------ Data shown ------

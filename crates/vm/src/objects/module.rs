//! Module objects.

use crate::value::ObjRef;

/// A named namespace: a globals map plus a submodule tree.
///
/// The loader inserts an empty module into its parent's submodule map
/// *before* the module's code executes, which is what makes cyclic imports
/// resolve to the partially-populated module instead of recursing forever.
#[derive(Debug)]
pub struct PyroModule {
    /// The module's global variables. A map object.
    pub globals: ObjRef,

    /// The module's submodules by name. A map object.
    pub submodules: ObjRef,
}

impl PyroModule {
    /// Creates a module with the given (empty) globals and submodule maps.
    pub fn new(globals: ObjRef, submodules: ObjRef) -> Self {
        Self {
            globals,
            submodules,
        }
    }
}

------

* [Your assignment] Copy the records. Each line should match exactly.

* [Result of the task]
filename crates/vm/src/objects/module.rs
//! Module objects.

use crate::value::ObjRef;

/// A named namespace: a globals map plus a submodule tree.
///
/// The loader inserts an empty module into its parent's submodule map
/// *before* the module's code executes, which is what makes cyclic imports
/// resolve to the partially-populated module instead of recursing forever.
#[derive(Debug)]
pub struct PyroModule {
    /// The module's global variables. A map object.
    pub globals: ObjRef,

    /// The module's submodules by name. A map object.
    pub submodules: ObjRef,
}

impl PyroModule {
    /// Creates a module with the given (empty) globals and submodule maps.
    pub fn new(globals: ObjRef, submodules: ObjRef) -> Self {
        Self {
            globals,
            submodules,
        }
    }
}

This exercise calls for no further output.